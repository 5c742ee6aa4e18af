//! Waste Sorter
//!
//! Classifies waste items from still images or a live camera feed. A detector
//! backend finds objects in a frame, the first detection's class is mapped to a
//! disposal category, and every classified frame is appended to a local SQLite
//! log that feeds the dashboard counts.
//!
//! # Module Structure
//!
//! - `category`: fixed class-name → disposal-category table
//! - `detect`: detector backends and the first-detection adapter
//! - `frame`: owned RGB frames, decoding and annotation
//! - `capture`: camera devices with scoped acquisition
//! - `storage`: append-only waste log (SQLite, in-memory)
//! - `aggregate`: per-class counts for the dashboard
//! - `pipeline`: single-image processing shared by upload and snapshot modes
//! - `live`: cancellable capture → classify loop
//! - `sink`: presentation sinks
//! - `animation`: optional remote animation payloads

use anyhow::Result;
use rand::RngCore;
use rusqlite::{Connection, OpenFlags};

pub mod aggregate;
pub mod animation;
pub mod capture;
pub mod category;
pub mod config;
pub mod detect;
pub mod error;
pub mod frame;
pub mod live;
pub mod pipeline;
pub mod sink;
pub mod storage;

pub use aggregate::{count_by_class, AggregateCount, Dashboard};
pub use animation::{AnimationSet, AnimationSource, HttpAnimationSource, NoAnimations};
pub use capture::{open_camera, CaptureDevice, CaptureGuard, ImageDirCamera, SyntheticCamera};
#[cfg(feature = "ingest-v4l2")]
pub use capture::V4l2Camera;
pub use category::{classify, normalize_class_name, WasteCategory};
pub use detect::{
    load_backend, BoundingBox, Detection, DetectionAdapter, DetectionOutcome, DetectorBackend,
    StubBackend,
};
pub use error::SorterError;
pub use frame::Frame;
pub use live::{LiveLoop, LiveReport, LiveSettings, LiveState, StopReason, StopToken};
pub use pipeline::{Pipeline, ProcessOutcome, Verdict};
pub use sink::{ConsoleSink, PresentationSink, RecordingSink, SinkEvent, Status};
pub use storage::{
    InMemoryWasteLogStore, NewLogEntry, SqliteWasteLogStore, UnavailableWasteLogStore,
    WasteLogEntry, WasteLogStore,
};

/// Unique shared-cache in-memory SQLite URI, mainly for tests.
pub fn shared_memory_uri() -> String {
    let mut bytes = [0u8; 8];
    rand::thread_rng().fill_bytes(&mut bytes);
    format!(
        "file:waste_sorter_{:x}?mode=memory&cache=shared",
        u64::from_le_bytes(bytes)
    )
}

pub(crate) fn open_db_connection(db_path: &str) -> Result<Connection> {
    if db_path.starts_with("file:") {
        return Ok(Connection::open_with_flags(
            db_path,
            OpenFlags::SQLITE_OPEN_READ_WRITE
                | OpenFlags::SQLITE_OPEN_CREATE
                | OpenFlags::SQLITE_OPEN_URI,
        )?);
    }
    Ok(Connection::open(db_path)?)
}
//! Synthetic camera for tests and demos.
//!
//! `stub://<name>` produces patterned frames forever. Query options:
//! - `frames=N`: reads fail after N frames (an unplugged camera)
//! - `open=fail`: `open` fails (camera busy or missing)

use anyhow::{anyhow, Result};

use super::{CaptureDevice, CaptureStats};
use crate::frame::Frame;

pub struct SyntheticCamera {
    uri: String,
    width: u32,
    height: u32,
    frame_limit: Option<u64>,
    fail_open: bool,
    is_open: bool,
    stats: CaptureStats,
    scene_state: u8,
}

impl SyntheticCamera {
    pub fn from_uri(uri: &str, width: u32, height: u32) -> Result<Self> {
        let rest = uri
            .strip_prefix("stub://")
            .ok_or_else(|| anyhow!("synthetic camera uri must start with stub://"))?;
        if width == 0 || height == 0 {
            return Err(anyhow!("synthetic camera size must be non-zero"));
        }
        let (_, query) = rest.split_once('?').unwrap_or((rest, ""));

        let mut frame_limit = None;
        let mut fail_open = false;
        for pair in query.split('&').filter(|p| !p.is_empty()) {
            match pair.split_once('=') {
                Some(("frames", n)) => {
                    frame_limit = Some(
                        n.parse()
                            .map_err(|_| anyhow!("invalid frames={} in {}", n, uri))?,
                    );
                }
                Some(("open", "fail")) => fail_open = true,
                _ => return Err(anyhow!("unknown synthetic camera option '{}'", pair)),
            }
        }

        Ok(Self {
            uri: uri.to_string(),
            width,
            height,
            frame_limit,
            fail_open,
            is_open: false,
            stats: CaptureStats {
                device: uri.to_string(),
                ..CaptureStats::default()
            },
            scene_state: 0,
        })
    }

    /// Simulates a scene that changes every 50 frames.
    fn generate_pixels(&mut self) -> Vec<u8> {
        let count = self.stats.frames_captured;
        if count % 50 == 0 {
            self.scene_state = self.scene_state.wrapping_add(1);
        }
        let pixel_count = self.width as usize * self.height as usize * 3;
        (0..pixel_count)
            .map(|i| ((i as u64 + count + self.scene_state as u64) % 256) as u8)
            .collect()
    }
}

impl CaptureDevice for SyntheticCamera {
    fn name(&self) -> &str {
        &self.uri
    }

    fn open(&mut self) -> Result<()> {
        if self.fail_open {
            return Err(anyhow!("{} is unavailable", self.uri));
        }
        self.is_open = true;
        self.stats.opens += 1;
        log::info!("SyntheticCamera: opened {} ({}x{})", self.uri, self.width, self.height);
        Ok(())
    }

    fn read_frame(&mut self) -> Result<Frame> {
        if !self.is_open {
            return Err(anyhow!("{} is not open", self.uri));
        }
        if let Some(limit) = self.frame_limit {
            if self.stats.frames_captured >= limit {
                return Err(anyhow!("{} stopped producing frames", self.uri));
            }
        }
        let pixels = self.generate_pixels();
        self.stats.frames_captured += 1;
        Frame::from_rgb(pixels, self.width, self.height)
    }

    fn release(&mut self) {
        if self.is_open {
            self.is_open = false;
            self.stats.releases += 1;
        }
    }

    fn stats(&self) -> CaptureStats {
        self.stats.clone()
    }
}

▸ Exercise requirements:
The records above must be output exactly, in full.

▸ Your response:
repository 5c742ee6aa4e18af
//! Waste Sorter
//!
//! Classifies waste items from still images or a live camera feed. A detector
//! backend finds objects in a frame, the first detection's class is mapped to a
//! disposal category, and every classified frame is appended to a local SQLite
//! log that feeds the dashboard counts.
//!
//! # Module Structure
//!
//! - `category`: fixed class-name → disposal-category table
//! - `detect`: detector backends and the first-detection adapter
//! - `frame`: owned RGB frames, decoding and annotation
//! - `capture`: camera devices with scoped acquisition
//! - `storage`: append-only waste log (SQLite, in-memory)
//! - `aggregate`: per-class counts for the dashboard
//! - `pipeline`: single-image processing shared by upload and snapshot modes
//! - `live`: cancellable capture → classify loop
//! - `sink`: presentation sinks
//! - `animation`: optional remote animation payloads

use anyhow::Result;
use rand::RngCore;
use rusqlite::{Connection, OpenFlags};

pub mod aggregate;
pub mod animation;
pub mod capture;
pub mod category;
pub mod config;
pub mod detect;
pub mod error;
pub mod frame;
pub mod live;
pub mod pipeline;
pub mod sink;
pub mod storage;

pub use aggregate::{count_by_class, AggregateCount, Dashboard};
pub use animation::{AnimationSet, AnimationSource, HttpAnimationSource, NoAnimations};
pub use capture::{open_camera, CaptureDevice, CaptureGuard, ImageDirCamera, SyntheticCamera};
#[cfg(feature = "ingest-v4l2")]
pub use capture::V4l2Camera;
pub use category::{classify, normalize_class_name, WasteCategory};
pub use detect::{
    load_backend, BoundingBox, Detection, DetectionAdapter, DetectionOutcome, DetectorBackend,
    StubBackend,
};
pub use error::SorterError;
pub use frame::Frame;
pub use live::{LiveLoop, LiveReport, LiveSettings, LiveState, StopReason, StopToken};
pub use pipeline::{Pipeline, ProcessOutcome, Verdict};
pub use sink::{ConsoleSink, PresentationSink, RecordingSink, SinkEvent, Status};
pub use storage::{
    InMemoryWasteLogStore, NewLogEntry, SqliteWasteLogStore, UnavailableWasteLogStore,
    WasteLogEntry, WasteLogStore,
};

/// Unique shared-cache in-memory SQLite URI, mainly for tests.
pub fn shared_memory_uri() -> String {
    let mut bytes = [0u8; 8];
    rand::thread_rng().fill_bytes(&mut bytes);
    format!(
        "file:waste_sorter_{:x}?mode=memory&cache=shared",
        u64::from_le_bytes(bytes)
    )
}

pub(crate) fn open_db_connection(db_path: &str) -> Result<Connection> {
    if db_path.starts_with("file:") {
        return Ok(Connection::open_with_flags(
            db_path,
            OpenFlags::SQLITE_OPEN_READ_WRITE
                | OpenFlags::SQLITE_OPEN_CREATE
                | OpenFlags::SQLITE_OPEN_URI,
        )?);
    }
    Ok(Connection::open(db_path)?)
}
//! Synthetic camera for tests and demos.
//!
//! `stub://<name>` produces patterned frames forever. Query options:
//! - `frames=N`: reads fail after N frames (an unplugged camera)
//! - `open=fail`: `open` fails (camera busy or missing)

use anyhow::{anyhow, Result};

use super::{CaptureDevice, CaptureStats};
use crate::frame::Frame;

pub struct SyntheticCamera {
    uri: String,
    width: u32,
    height: u32,
    frame_limit: Option<u64>,
    fail_open: bool,
    is_open: bool,
    stats: CaptureStats,
    scene_state: u8,
}

impl SyntheticCamera {
    pub fn from_uri(uri: &str, width: u32, height: u32) -> Result<Self> {
        let rest = uri
            .strip_prefix("stub://")
            .ok_or_else(|| anyhow!("synthetic camera uri must start with stub://"))?;
        if width == 0 || height == 0 {
            return Err(anyhow!("synthetic camera size must be non-zero"));
        }
        let (_, query) = rest.split_once('?').unwrap_or((rest, ""));

        let mut frame_limit = None;
        let mut fail_open = false;
        for pair in query.split('&').filter(|p| !p.is_empty()) {
            match pair.split_once('=') {
                Some(("frames", n)) => {
                    frame_limit = Some(
                        n.parse()
                            .map_err(|_| anyhow!("invalid frames={} in {}", n, uri))?,
                    );
                }
                Some(("open", "fail")) => fail_open = true,
                _ => return Err(anyhow!("unknown synthetic camera option '{}'", pair)),
            }
        }

        Ok(Self {
            uri: uri.to_string(),
            width,
            height,
            frame_limit,
            fail_open,
            is_open: false,
            stats: CaptureStats {
                device: uri.to_string(),
                ..CaptureStats::default()
            },
            scene_state: 0,
        })
    }

    /// Simulates a scene that changes every 50 frames.
    fn generate_pixels(&mut self) -> Vec<u8> {
        let count = self.stats.frames_captured;
        if count % 50 == 0 {
            self.scene_state = self.scene_state.wrapping_add(1);
        }
        let pixel_count = self.width as usize * self.height as usize * 3;
        (0..pixel_count)
            .map(|i| ((i as u64 + count + self.scene_state as u64) % 256) as u8)
            .collect()
    }
}

impl CaptureDevice for SyntheticCamera {
    fn name(&self) -> &str {
        &self.uri
    }

    fn open(&mut self) -> Result<()> {
        if self.fail_open {
            return Err(anyhow!("{} is unavailable", self.uri));
        }
        self.is_open = true;
        self.stats.opens += 1;
        log::info!("SyntheticCamera: opened {} ({}x{})", self.uri, self.width, self.height);
        Ok(())
    }

    fn read_frame(&mut self) -> Result<Frame> {
        if !self.is_open {
            return Err(anyhow!("{} is not open", self.uri));
        }
        if let Some(limit) = self.frame_limit {
            if self.stats.frames_captured >= limit {
                return Err(anyhow!("{} stopped producing frames", self.uri));
            }
        }
        let pixels = self.generate_pixels();
        self.stats.frames_captured += 1;
        Frame::from_rgb(pixels, self.width, self.height)
    }

    fn release(&mut self) {
        if self.is_open {
            self.is_open = false;
            self.stats.releases += 1;
        }
    }

    fn stats(&self) -> CaptureStats {
        self.stats.clone()
    }
}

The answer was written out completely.